2 hours ago, Atic said:

I guess you're leading the conversation into a different direction everytime you ask question, opposed to the direction that they want it to go. That creates a weird feeling and confuses them.

I did that but it didn't turn out well. All I get was a "what are you talking about" face. Kj or kill joy. That's what they would add. I understand on my part. From then on, I would feel or tune-in if the person I'm talking to is open enough for me to shift the conversation into a different direction.

Wow its like you read my mind and know what I do all the time. 

@Charlotte although I think the example conversation wasn't detailed and in depth enough to give me a satisfactory understanding of what's going, I think I have one anyway. I mean of course you were also being hyperbolic and were just conveying the essence behind your conversations in contrast to how your conversations actually plays out which would make the sentence I typed before this one false. 

Like @Aticsaid @Charlotte (I accidentally typed "@Charlotte" instead of just "Charlotte"), what's going on is that what you find interesting about a particular topic is not what other people find interesting. It is for this reason that your attempts to discuss a topic with someone results in you going in a direction which is not what the other person expected and is familiar with.

To elaborate what I said in the previous paragraph, its almost as though you and the other person are talking past one another.
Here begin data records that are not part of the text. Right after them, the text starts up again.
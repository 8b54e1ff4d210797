use criterion::{black_box, criterion_group, criterion_main, Criterion};

use math::Polynomial;
use pipeline_core::{EvaluationRequest, Pipeline};

const X: f32 = 1.01;
const TERMS: usize = 64;
const CHAIN_LENGTHS: &[usize] = &[1, 2, 4, 8];

fn bench_chain_evaluation(c: &mut Criterion) {
    let mut group = c.benchmark_group("chain_evaluation");
    let polynomial: Polynomial<f32> = Polynomial::random(TERMS, 4.0);
    let coefficients = polynomial.into_coefficients();

    for &workers in CHAIN_LENGTHS {
        let pipeline = Pipeline::new(workers).expect("valid worker count");
        group.bench_function(format!("{workers}-workers"), |b| {
            b.iter(|| {
                let request =
                    EvaluationRequest::new(black_box(X), coefficients.clone())
                        .expect("coefficient list is non-empty");
                let evaluation =
                    pipeline.evaluate(request).expect("evaluation completes");
                black_box(evaluation.accumulated())
            });
        });
    }

    group.finish();
}

criterion_group!(benches, bench_chain_evaluation);
criterion_main!(benches);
I know that when I have discussed a topic with friends, I tend to take a topic to a deeper philisopical and logical level then what other people are interested in with regards to that topic. 

 

Here's another way of looking at it which is a bit different from what I said above. The information a person has about an objective topic is tightly associated and joined to their subjective perspective on the issue and they think that their subjective perspective is an objective given from the information, when in fact that is false. We all do this to a degree and the degrees to which we do it vary on the subject. When you say something which questions their subjective perspective the other person thinks you are questioning something objective. Imagine a Turqoise hippie trying to talk to a hardcore atheist materlist about spirituality and the nature of reality. 

 


Hark ye yet again — the little lower layer. All visible objects, man, are but as pasteboard masks. But in each event — in the living act, the undoubted deed — there, some unknown but still reasoning thing puts forth the mouldings of its features from behind the unreasoning mask. If man will strike, strike through the mask! How can the prisoner reach outside except by thrusting through the wall? To me, the white whale is that wall, shoved near to me. Sometimes I think there's naught beyond. But 'tis enough.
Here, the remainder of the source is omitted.